The United States and Britain led an invasion of Iraq in March 2003, using weapons' fears to justify the operation. Blix later accused the US and British governments of exaggerating Iraq's weapons' threat to help build a case for war.

Weapons of mass destruction were never found in Iraq.

Blix is now chairman of the Weapons of Mass Destruction Commission (WMDC), an independent body which works to limit the dangers posed by WMD.

He said he was "critical" of demands by the US and other world powers that Iran must first suspend uranium enrichment, which makes fuel for civilian nuclear reactors but also the raw material for atom bombs, before talks on defusing the crisis can begin.

The US charges that Iran is secretly developing nuclear weapons, but Iran says its atomic programme is a peaceful effort to generate electricty.

"I'm critical about making it the precondition for any talks, that Iran should suspend its enrichment programme because it is the enrichment programme that is the core of the negotiations," Blix said.

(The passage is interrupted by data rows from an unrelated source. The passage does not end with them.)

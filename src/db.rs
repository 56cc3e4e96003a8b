pub mod documents;

use crate::config::AppConfig;
use crate::errors::ServiceError;
use sea_orm::{ConnectOptions, Database, DatabaseConnection};
use sea_orm_migration::MigratorTrait;
use std::time::Duration;
use tracing::{debug, error, info};

pub use documents::{insert_numbered, next_numero, update_versioned};

/// Type alias for a database connection pool
pub type DbPool = DatabaseConnection;

/// Configuration for database connection
#[derive(Debug, Clone)]
pub struct DbConfig {
    /// Database connection URL
    pub url: String,
    /// Maximum number of connections
    pub max_connections: u32,
    /// Minimum number of connections
    pub min_connections: u32,
    /// Connection timeout duration
    pub connect_timeout: Duration,
    /// Idle timeout duration
    pub idle_timeout: Duration,
    /// Acquire connection timeout
    pub acquire_timeout: Duration,
    pub sqlx_logging: bool,
}

impl From<&AppConfig> for DbConfig {
    fn from(cfg: &AppConfig) -> Self {
        Self {
            url: cfg.database_url.clone(),
            max_connections: cfg.db_max_connections,
            min_connections: cfg.db_min_connections,
            connect_timeout: Duration::from_secs(cfg.db_connect_timeout_secs),
            idle_timeout: Duration::from_secs(cfg.db_idle_timeout_secs),
            acquire_timeout: Duration::from_secs(cfg.db_acquire_timeout_secs),
            sqlx_logging: cfg.is_development(),
        }
    }
}

/// Establishes a connection pool to the database with custom configuration
pub async fn establish_connection_with_config(config: &DbConfig) -> Result<DbPool, ServiceError> {
    debug!(
        max_connections = config.max_connections,
        min_connections = config.min_connections,
        "Configuring database connection"
    );

    let mut opt = ConnectOptions::new(config.url.clone());

    opt.max_connections(config.max_connections)
        .min_connections(config.min_connections)
        .connect_timeout(config.connect_timeout)
        .acquire_timeout(config.acquire_timeout)
        .idle_timeout(config.idle_timeout)
        .sqlx_logging(config.sqlx_logging);

    let db_pool = Database::connect(opt).await.map_err(|e| {
        error!("Database connection establishment failed: {}", e);
        ServiceError::DatabaseError(e)
    })?;

    info!("Database connection pool established successfully");

    Ok(db_pool)
}

/// Establishes the pool described by the application configuration.
pub async fn establish_connection_from_app_config(
    config: &AppConfig,
) -> Result<DbPool, ServiceError> {
    establish_connection_with_config(&DbConfig::from(config)).await
}

/// Runs database migrations
///
/// # Errors
/// Returns a `ServiceError` if migrations fail to execute
pub async fn run_migrations(pool: &DbPool) -> Result<(), ServiceError> {
    info!("Running database migrations");
    let start = std::time::Instant::now();

    let result = crate::migrator::Migrator::up(pool, None)
        .await
        .map_err(ServiceError::DatabaseError);

    let elapsed = start.elapsed();
    match &result {
        Ok(_) => info!(
            "Database migrations completed successfully in {:?}",
            elapsed
        ),
        Err(e) => error!("Database migrations failed after {:?}: {}", elapsed, e),
    }

    result
}

/// Checks if the database connection is active
pub async fn check_connection(pool: &DbPool) -> Result<(), ServiceError> {
    let start = std::time::Instant::now();
    let result = pool.ping().await.map_err(ServiceError::DatabaseError);

    match &result {
        Ok(_) => debug!("Database connection check successful in {:?}", start.elapsed()),
        Err(e) => error!("Database connection check failed: {}", e),
    }

    result
}

#[cfg(test)]
mod tests {
    use super::*;
    use crate::entities::depense;
    use rust_decimal_macros::dec;
    use sea_orm::{ActiveModelTrait, EntityTrait, Set};
    use uuid::Uuid;

    async fn memory_pool() -> DbPool {
        let mut cfg = AppConfig::new(
            "sqlite::memory:".into(),
            "127.0.0.1".into(),
            8080,
            "test".into(),
        );
        cfg.db_max_connections = 1;
        cfg.db_min_connections = 1;
        establish_connection_from_app_config(&cfg).await.unwrap()
    }

    #[tokio::test]
    async fn migrations_apply_on_sqlite_and_are_rerunnable() {
        let pool = memory_pool().await;
        run_migrations(&pool).await.unwrap();
        run_migrations(&pool).await.unwrap();
        check_connection(&pool).await.unwrap();
    }

    #[tokio::test]
    async fn money_columns_keep_cents() {
        let pool = memory_pool().await;
        run_migrations(&pool).await.unwrap();

        let now = chrono::Utc::now();
        let id = Uuid::new_v4();
        depense::ActiveModel {
            id: Set(id),
            numero: Set("DEP-2026-0001".into()),
            libelle: Set("Carburant".into()),
            categorie: Set("transport".into()),
            montant: Set(dec!(12500.75)),
            date_depense: Set(now.date_naive()),
            notes: Set(None),
            version: Set(1),
            created_at: Set(now),
            updated_at: Set(now),
        }
        .insert(&pool)
        .await
        .unwrap();

        let stored = depense::Entity::find_by_id(id).one(&pool).await.unwrap().unwrap();
        assert_eq!(stored.montant, dec!(12500.75));
    }
}
//! Which downstream document a document may spawn.
//!
//! Violations are user-facing validation messages, never panics.

use crate::entities::{
    bdc::{self, BdcStatus},
    bdl::{self, BdlStatus},
    proforma::{self, ProformaStatus},
};
use crate::errors::ServiceError;
use crate::reconciliation::compute_delivery_progress;

#[derive(Debug, Clone, PartialEq, Eq, thiserror::Error)]
pub enum GenerationError {
    #[error("la proforma {numero} doit être validée (statut actuel : {statut})")]
    ProformaNotValidated {
        numero: String,
        statut: ProformaStatus,
    },
    #[error("la proforma {0} a déjà un bon de commande")]
    BdcAlreadyLinked(String),
    #[error("le bon de commande {numero} doit être approuvé (statut actuel : {statut})")]
    BdcNotApproved { numero: String, statut: BdcStatus },
    #[error("le bon de commande {0} est entièrement livré")]
    DeliveryComplete(String),
    #[error("aucun bon de livraison sélectionné")]
    NoBdlSelected,
    #[error("les bons de livraison sélectionnés appartiennent à des clients différents")]
    MixedClients,
    #[error("le bon de livraison {numero} n'est pas livré (statut actuel : {statut})")]
    BdlNotDelivered { numero: String, statut: BdlStatus },
    #[error("le bon de livraison {0} est déjà facturé")]
    BdlAlreadyInvoiced(String),
}

impl From<GenerationError> for ServiceError {
    fn from(err: GenerationError) -> Self {
        ServiceError::ValidationError(err.to_string())
    }
}

pub fn can_generate_bdc(proforma: &proforma::Model) -> Result<(), GenerationError> {
    if proforma.statut != ProformaStatus::Valide {
        return Err(GenerationError::ProformaNotValidated {
            numero: proforma.numero.clone(),
            statut: proforma.statut,
        });
    }
    if proforma.bdc_id.is_some() {
        return Err(GenerationError::BdcAlreadyLinked(proforma.numero.clone()));
    }
    Ok(())
}

/// `bdls` are the delivery notes already issued against `bdc`.
pub fn can_generate_bdl(bdc: &bdc::Model, bdls: &[bdl::Model]) -> Result<(), GenerationError> {
    if bdc.statut != BdcStatus::Approuve {
        return Err(GenerationError::BdcNotApproved {
            numero: bdc.numero.clone(),
            statut: bdc.statut,
        });
    }
    if compute_delivery_progress(bdc, bdls).is_complete {
        return Err(GenerationError::DeliveryComplete(bdc.numero.clone()));
    }
    Ok(())
}

/// Cancelling an invoice unlinks its notes, so a linked note always belongs to a
/// live invoice.
pub fn can_generate_facture(bdls: &[bdl::Model]) -> Result<(), GenerationError> {
    let first = bdls.first().ok_or(GenerationError::NoBdlSelected)?;
    if bdls.iter().any(|note| note.client_id != first.client_id) {
        return Err(GenerationError::MixedClients);
    }
    for note in bdls {
        if note.statut != BdlStatus::Livre {
            return Err(GenerationError::BdlNotDelivered {
                numero: note.numero.clone(),
                statut: note.statut,
            });
        }
        if note.facture_id.is_some() {
            return Err(GenerationError::BdlAlreadyInvoiced(note.numero.clone()));
        }
    }
    Ok(())
}

pub fn is_bdc_generable(proforma: &proforma::Model) -> bool {
    can_generate_bdc(proforma).is_ok()
}

pub fn is_bdl_generable(bdc: &bdc::Model, bdls: &[bdl::Model]) -> bool {
    can_generate_bdl(bdc, bdls).is_ok()
}

pub fn is_facture_generable(bdls: &[bdl::Model]) -> bool {
    can_generate_facture(bdls).is_ok()
}

#[cfg(test)]
mod tests {
    use super::*;
    use crate::entities::{Ligne, LigneLivree, Lignes, LignesLivrees};
    use chrono::Utc;
    use rstest::rstest;
    use rust_decimal_macros::dec;
    use uuid::Uuid;

    fn proforma(statut: ProformaStatus, bdc_id: Option<Uuid>) -> proforma::Model {
        let now = Utc::now();
        proforma::Model {
            id: Uuid::new_v4(),
            numero: "PF-2026-0004".into(),
            client_id: Uuid::nil(),
            statut,
            lignes: Lignes::default(),
            total_ht: dec!(0),
            remise: dec!(0),
            total_net: dec!(0),
            bdc_id,
            notes: None,
            version: 1,
            created_at: now,
            updated_at: now,
        }
    }

    fn bdc(statut: BdcStatus) -> bdc::Model {
        let now = Utc::now();
        bdc::Model {
            id: Uuid::new_v4(),
            numero: "BDC-2026-0002".into(),
            client_id: Uuid::nil(),
            proforma_id: None,
            statut,
            lignes: Lignes(vec![Ligne {
                id: Uuid::new_v4(),
                designation: "Parpaing 15".into(),
                unite: "pièce".into(),
                quantite: dec!(500),
                prix_unitaire: dec!(350),
            }]),
            total_ht: dec!(175000),
            notes: None,
            version: 1,
            created_at: now,
            updated_at: now,
        }
    }

    fn bdl_for(order: &bdc::Model, statut: BdlStatus, quantite: rust_decimal::Decimal) -> bdl::Model {
        let now = Utc::now();
        let source = &order.lignes.0[0];
        bdl::Model {
            id: Uuid::new_v4(),
            numero: "BDL-2026-0010".into(),
            bdc_id: order.id,
            client_id: order.client_id,
            statut,
            lignes: LignesLivrees(vec![LigneLivree {
                ligne_id: source.id,
                designation: source.designation.clone(),
                unite: source.unite.clone(),
                quantite,
                prix_unitaire: source.prix_unitaire,
            }]),
            facture_id: None,
            date_livraison: None,
            notes: None,
            version: 1,
            created_at: now,
            updated_at: now,
        }
    }

    #[rstest]
    #[case(ProformaStatus::Brouillon)]
    #[case(ProformaStatus::Envoye)]
    #[case(ProformaStatus::Rejete)]
    fn bdc_requires_validated_proforma(#[case] statut: ProformaStatus) {
        assert!(matches!(
            can_generate_bdc(&proforma(statut, None)),
            Err(GenerationError::ProformaNotValidated { .. })
        ));
    }

    #[test]
    fn bdc_generated_once_per_proforma() {
        assert!(is_bdc_generable(&proforma(ProformaStatus::Valide, None)));
        assert_eq!(
            can_generate_bdc(&proforma(ProformaStatus::Valide, Some(Uuid::new_v4()))),
            Err(GenerationError::BdcAlreadyLinked("PF-2026-0004".into()))
        );
    }

    #[test]
    fn bdl_requires_approved_and_incomplete_order() {
        let draft = bdc(BdcStatus::Envoye);
        assert!(!is_bdl_generable(&draft, &[]));

        let approved = bdc(BdcStatus::Approuve);
        let partial = bdl_for(&approved, BdlStatus::Livre, dec!(200));
        assert!(is_bdl_generable(&approved, std::slice::from_ref(&partial)));

        let rest = bdl_for(&approved, BdlStatus::EnRoute, dec!(300));
        assert_eq!(
            can_generate_bdl(&approved, &[partial, rest]),
            Err(GenerationError::DeliveryComplete("BDC-2026-0002".into()))
        );
    }

    #[test]
    fn facture_requires_delivered_uninvoiced_notes_of_one_client() {
        let order = bdc(BdcStatus::Approuve);
        assert_eq!(can_generate_facture(&[]), Err(GenerationError::NoBdlSelected));

        let delivered = bdl_for(&order, BdlStatus::Livre, dec!(10));
        assert!(is_facture_generable(std::slice::from_ref(&delivered)));

        let in_transit = bdl_for(&order, BdlStatus::EnRoute, dec!(10));
        assert!(matches!(
            can_generate_facture(&[delivered.clone(), in_transit]),
            Err(GenerationError::BdlNotDelivered { .. })
        ));

        let mut other_client = bdl_for(&order, BdlStatus::Livre, dec!(10));
        other_client.client_id = Uuid::new_v4();
        assert_eq!(
            can_generate_facture(&[delivered.clone(), other_client]),
            Err(GenerationError::MixedClients)
        );

        let mut invoiced = delivered;
        invoiced.facture_id = Some(Uuid::new_v4());
        assert_eq!(
            can_generate_facture(&[invoiced]),
            Err(GenerationError::BdlAlreadyInvoiced("BDL-2026-0010".into()))
        );
    }

    #[test]
    fn generation_errors_become_validation_errors() {
        let err: ServiceError = GenerationError::NoBdlSelected.into();
        assert!(matches!(err, ServiceError::ValidationError(msg) if msg.contains("aucun")));
    }
}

He said the United States, Europe and other nations seeking to talk with Iran should instead propose giving Tehran security guarantees, that Iran would be free from attack, and a promise to formal US diplomatic recognition of the Islamic Republic, if Iran were to halt suspect nuclear fuel work.

Such incentives could be convincing since they go to the heart of basic Iranian concerns, "what makes them tick," Blix said.

He dismissed the idea of a US military attack on Iran saying the "US public is a bit tired of military adventures."

Blix was speaking on the sidelines of a conference in Vienna to consider how to reinforce the 189-nation Non-Proliferation Treaty, the world's basic agreement on fighting the spread of nuclear weapons.

He said the NPT "has been in many respects a success" but was threatened by nuclear-weapons states not keeping their promises to move towards disarmament.

"The main problem relates to the actions of disarmament," Blix said.

The NPT, which went into effect in 1970, is a pact between non-nuclear-weapons states promising not to seek the bomb and nuclear weapons states pledging to begin talks on disarmament.

Blix also warned here that the NPT was threatened by a failure to make sure that outer "space should be for peaceful purposes."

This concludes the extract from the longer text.